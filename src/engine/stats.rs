//! Snapshot-wide dashboard statistics.

use super::models::Statistics;
use crate::observation::{GroupKey, Snapshot};
use std::collections::HashSet;

/// Reduces a whole snapshot to dashboard statistics.
///
/// Product counting uses the same normalized key as grouping. Price aggregates
/// only consider valid prices.
pub fn compute_statistics(snapshot: &Snapshot) -> Statistics {
    let observations = snapshot.observations();

    let mut keys: HashSet<GroupKey> = HashSet::new();
    let mut seen_markets: HashSet<&str> = HashSet::new();
    let mut markets = Vec::new();

    let mut sum = 0.0;
    let mut valid = 0usize;
    let mut min_price = f64::INFINITY;
    let mut max_price = f64::NEG_INFINITY;

    for observation in observations {
        keys.insert(observation.key());

        let market = observation.market_name();
        if seen_markets.insert(market) {
            markets.push(market.to_string());
        }

        if observation.has_valid_price() {
            sum += observation.unit_price;
            valid += 1;
            min_price = min_price.min(observation.unit_price);
            max_price = max_price.max(observation.unit_price);
        }
    }

    let (average_price, min_price, max_price) =
        if valid > 0 { (sum / valid as f64, min_price, max_price) } else { (0.0, 0.0, 0.0) };

    Statistics {
        total_products: keys.len(),
        total_markets: markets.len(),
        total_observations: observations.len(),
        markets,
        average_price,
        min_price,
        max_price,
        last_refreshed_at: observations.iter().map(|o| o.extracted_at).max(),
    }
}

•••••

▶ **Work instructions**
Every line from the one containing "max_price = max_price.max(observation.unit_price);" through the last line of the entries should be output exactly; nothing else belongs in the reply.

▶ **Written response**
            max_price = max_price.max(observation.unit_price);
        }
    }

    let (average_price, min_price, max_price) =
        if valid > 0 { (sum / valid as f64, min_price, max_price) } else { (0.0, 0.0, 0.0) };

    Statistics {
        total_products: keys.len(),
        total_markets: markets.len(),
        total_observations: observations.len(),
        markets,
        average_price,
        min_price,
        max_price,
        last_refreshed_at: observations.iter().map(|o| o.extracted_at).max(),
    }
}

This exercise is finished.